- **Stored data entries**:
--- START ---
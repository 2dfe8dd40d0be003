// Copyright 2025 eraflo
//
// Licensed under the Apache License, Version 2.0 (the "License");
// you may not use this file except in compliance with the License.
// You may obtain a copy of the License at
//
//     http://www.apache.org/licenses/LICENSE-2.0
//
// Unless required by applicable law or agreed to in writing, software
// distributed under the License is distributed on an "AS IS" BASIS,
// WITHOUT WARRANTIES OR CONDITIONS OF ANY KIND, either express or implied.
// See the License for the specific language governing permissions and
// limitations under the License.

//! Wrappers for the visual-effect subsystems: particles, trails, glow,
//! effect manager, triggers, streaks, and labels.

use strobe_core::hooks::{
    EffectManager, GlowColor, LabelNode, ParticleSystem, SceneObject, Streak, TrailEffect,
    TriggerKind, TriggerObject,
};
use strobe_core::throttle::{self, ParticleVerdict};
use strobe_core::{Stopwatch, TickContext};

/// Decorator around a player trail ribbon.
pub struct InstrumentedTrailEffect<T: TrailEffect> {
    inner: T,
}

impl<T: TrailEffect> InstrumentedTrailEffect<T> {
    /// Wraps a trail effect.
    pub fn new(inner: T) -> Self {
        Self { inner }
    }

    /// Gives the wrapped effect back.
    pub fn into_inner(self) -> T {
        self.inner
    }

    /// Trail snapshot; hard disable skips and counts.
    pub fn snapshot(&mut self, ctx: &mut TickContext<'_>, dt: f32) {
        if throttle::skip_trail_snapshot(ctx.settings, ctx.metrics) {
            return;
        }
        self.inner.snapshot(dt);
    }
}

/// Decorator around one particle emitter.
///
/// Call counters are bumped before any skip decision so the report can
/// relate skipped work to requested work.
pub struct InstrumentedParticleSystem<P: ParticleSystem> {
    inner: P,
}

impl<P: ParticleSystem> InstrumentedParticleSystem<P> {
    /// Wraps a particle system.
    pub fn new(inner: P) -> Self {
        Self { inner }
    }

    /// Gives the wrapped emitter back.
    pub fn into_inner(self) -> P {
        self.inner
    }

    /// Emitter update. Skips per throttle policy; a hard disable also
    /// hides the emitter node. The run path accumulates into the shared
    /// particle bucket.
    pub fn update(&mut self, ctx: &mut TickContext<'_>, dt: f32) {
        ctx.metrics.particle_update_calls += 1;
        ctx.metrics.particle_system_count += 1;

        match throttle::particle_verdict(ctx.frame, ctx.settings, ctx.metrics) {
            ParticleVerdict::SkipHidden => {
                self.inner.set_visible(false);
            }
            ParticleVerdict::Skip => {}
            ParticleVerdict::Run => {
                let sw = Stopwatch::new();
                self.inner.update(dt);
                ctx.metrics.particle_ms += sw.elapsed_ms();
            }
        }
    }

    /// Particle emission; refused outright while particles are disabled.
    pub fn add_particle(&mut self, ctx: &mut TickContext<'_>) -> bool {
        ctx.metrics.particle_add_calls += 1;
        if ctx.settings.disable_particles {
            return false;
        }
        self.inner.add_particle()
    }
}

/// Decorator around a single scene object.
pub struct InstrumentedSceneObject<O: SceneObject> {
    inner: O,
}

impl<O: SceneObject> InstrumentedSceneObject<O> {
    /// Wraps a scene object.
    pub fn new(inner: O) -> Self {
        Self { inner }
    }

    /// Gives the wrapped object back.
    pub fn into_inner(self) -> O {
        self.inner
    }

    /// Glow tint. While glow is disabled the sprite is hidden instead,
    /// counted once per suppressed tint.
    pub fn set_glow_color(&mut self, ctx: &mut TickContext<'_>, color: GlowColor) {
        if ctx.settings.disable_glow {
            if self.inner.has_glow_sprite() {
                self.inner.hide_glow();
                ctx.metrics.glows_disabled += 1;
            }
            return;
        }
        self.inner.set_glow_color(color);
    }

    /// Object activation; high-detail objects are skipped and counted
    /// while the high-detail disable is on.
    pub fn activate(&mut self, ctx: &mut TickContext<'_>) {
        if ctx.settings.disable_high_detail && self.inner.is_high_detail() {
            ctx.metrics.high_detail_skipped += 1;
            return;
        }
        self.inner.activate();
    }
}

/// Decorator around the pulse/opacity effect manager.
pub struct InstrumentedEffectManager<E: EffectManager> {
    inner: E,
}

impl<E: EffectManager> InstrumentedEffectManager<E> {
    /// Wraps an effect manager.
    pub fn new(inner: E) -> Self {
        Self { inner }
    }

    /// Gives the wrapped manager back.
    pub fn into_inner(self) -> E {
        self.inner
    }

    /// Pulse pass; timed, and the sample also feeds the combined effect
    /// total.
    pub fn update_pulse_effects(&mut self, ctx: &mut TickContext<'_>, dt: f32) {
        let sw = Stopwatch::new();
        self.inner.update_pulse_effects(dt);
        let ms = sw.elapsed_ms();
        ctx.metrics.pulse_effect_ms = ms;
        ctx.metrics.effect_ms += ms;
    }

    /// Opacity pass; skipped under the move-effects disable, otherwise
    /// timed like the pulse pass.
    pub fn update_opacity_effects(&mut self, ctx: &mut TickContext<'_>, dt: f32) {
        if ctx.settings.disable_move_effects {
            return;
        }
        let sw = Stopwatch::new();
        self.inner.update_opacity_effects(dt);
        let ms = sw.elapsed_ms();
        ctx.metrics.opacity_effect_ms = ms;
        ctx.metrics.effect_ms += ms;
    }
}

/// Decorator around a level trigger.
pub struct InstrumentedTrigger<T: TriggerObject> {
    inner: T,
}

impl<T: TriggerObject> InstrumentedTrigger<T> {
    /// Wraps a trigger.
    pub fn new(inner: T) -> Self {
        Self { inner }
    }

    /// Gives the wrapped trigger back.
    pub fn into_inner(self) -> T {
        self.inner
    }

    /// Trigger activation. The total and the per-kind counter are bumped
    /// before the skip decision; shake and pulse triggers honor their
    /// hard disables.
    pub fn activate(&mut self, ctx: &mut TickContext<'_>, x_pos: f32) {
        ctx.metrics.triggers_activated += 1;

        match self.inner.kind() {
            TriggerKind::Shake => {
                ctx.metrics.shake_triggers += 1;
                if ctx.settings.disable_shake {
                    return;
                }
            }
            TriggerKind::Pulse => {
                ctx.metrics.pulse_triggers += 1;
                if ctx.settings.disable_pulse {
                    return;
                }
            }
            TriggerKind::Move => {
                ctx.metrics.move_triggers += 1;
            }
            TriggerKind::Spawn => {
                ctx.metrics.spawn_triggers += 1;
            }
            TriggerKind::Other => {}
        }

        self.inner.activate(x_pos);
    }
}

/// Decorator around a wave-trail streak.
pub struct InstrumentedStreak<S: Streak> {
    inner: S,
}

impl<S: Streak> InstrumentedStreak<S> {
    /// Wraps a streak.
    pub fn new(inner: S) -> Self {
        Self { inner }
    }

    /// Gives the wrapped streak back.
    pub fn into_inner(self) -> S {
        self.inner
    }

    /// Stroke update; half-rate under the wave-trail throttle.
    pub fn update_stroke(&mut self, ctx: &mut TickContext<'_>, dt: f32) {
        if throttle::reduce_wave_trail(ctx.frame, ctx.settings) {
            return;
        }
        self.inner.update_stroke(dt);
    }
}

/// Decorator around an animated label node.
pub struct InstrumentedLabelNode<L: LabelNode> {
    inner: L,
}

impl<L: LabelNode> InstrumentedLabelNode<L> {
    /// Wraps a label node.
    pub fn new(inner: L) -> Self {
        Self { inner }
    }

    /// Gives the wrapped node back.
    pub fn into_inner(self) -> L {
        self.inner
    }

    /// Label animation; one frame in five under the label throttle.
    pub fn update_label(&mut self, ctx: &mut TickContext<'_>, dt: f32) {
        if throttle::throttle_labels(ctx.frame, ctx.settings) {
            return;
        }
        self.inner.update_label(dt);
    }
}
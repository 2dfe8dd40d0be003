// Copyright 2025 eraflo
//
// Licensed under the Apache License, Version 2.0 (the "License");
// you may not use this file except in compliance with the License.
// You may obtain a copy of the License at
//
//     http://www.apache.org/licenses/LICENSE-2.0
//
// Unless required by applicable law or agreed to in writing, software
// distributed under the License is distributed on an "AS IS" BASIS,
// WITHOUT WARRANTIES OR CONDITIONS OF ANY KIND, either express or implied.
// See the License for the specific language governing permissions and
// limitations under the License.

//! The per-tick view of profiler state handed to the dispatch wrappers.

use crate::config::SettingsCache;
use crate::metrics::MetricSnapshot;
use crate::throttle::ThrottleState;

/// Borrowed profiler state for one tick.
///
/// Everything a dispatch wrapper needs to decide and record: the mutable
/// metric snapshot, the current settings, the frame number fixed at the
/// top of the tick, and the spawn-gate state. An explicit context instead
/// of globals; the borrow checker enforces the single-writer tick model
/// that the host guarantees by calling from one thread.
pub struct TickContext<'a> {
    /// Interval aggregate every wrapper writes into.
    pub metrics: &'a mut MetricSnapshot,
    /// Settings as of the last cache refresh.
    pub settings: &'a SettingsCache,
    /// Frame number for this tick; constant across the tick.
    pub frame: u64,
    /// Spawn-gate state shared by all spawn call sites.
    pub throttle: &'a mut ThrottleState,
}

impl<'a> TickContext<'a> {
    /// Whether the profiler is recording this tick.
    #[inline]
    pub fn enabled(&self) -> bool {
        self.metrics.enabled
    }
}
--- END ---
Please return only the lines above, starting at the line that has "streaks, and labels." and ending at the line that has "self.inner.update(dt);", keeping both and leaving each one unchanged.

//! effect manager, triggers, streaks, and labels.

use strobe_core::hooks::{
    EffectManager, GlowColor, LabelNode, ParticleSystem, SceneObject, Streak, TrailEffect,
    TriggerKind, TriggerObject,
};
use strobe_core::throttle::{self, ParticleVerdict};
use strobe_core::{Stopwatch, TickContext};

/// Decorator around a player trail ribbon.
pub struct InstrumentedTrailEffect<T: TrailEffect> {
    inner: T,
}

impl<T: TrailEffect> InstrumentedTrailEffect<T> {
    /// Wraps a trail effect.
    pub fn new(inner: T) -> Self {
        Self { inner }
    }

    /// Gives the wrapped effect back.
    pub fn into_inner(self) -> T {
        self.inner
    }

    /// Trail snapshot; hard disable skips and counts.
    pub fn snapshot(&mut self, ctx: &mut TickContext<'_>, dt: f32) {
        if throttle::skip_trail_snapshot(ctx.settings, ctx.metrics) {
            return;
        }
        self.inner.snapshot(dt);
    }
}

/// Decorator around one particle emitter.
///
/// Call counters are bumped before any skip decision so the report can
/// relate skipped work to requested work.
pub struct InstrumentedParticleSystem<P: ParticleSystem> {
    inner: P,
}

impl<P: ParticleSystem> InstrumentedParticleSystem<P> {
    /// Wraps a particle system.
    pub fn new(inner: P) -> Self {
        Self { inner }
    }

    /// Gives the wrapped emitter back.
    pub fn into_inner(self) -> P {
        self.inner
    }

    /// Emitter update. Skips per throttle policy; a hard disable also
    /// hides the emitter node. The run path accumulates into the shared
    /// particle bucket.
    pub fn update(&mut self, ctx: &mut TickContext<'_>, dt: f32) {
        ctx.metrics.particle_update_calls += 1;
        ctx.metrics.particle_system_count += 1;

        match throttle::particle_verdict(ctx.frame, ctx.settings, ctx.metrics) {
            ParticleVerdict::SkipHidden => {
                self.inner.set_visible(false);
            }
            ParticleVerdict::Skip => {}
            ParticleVerdict::Run => {
                let sw = Stopwatch::new();
                self.inner.update(dt);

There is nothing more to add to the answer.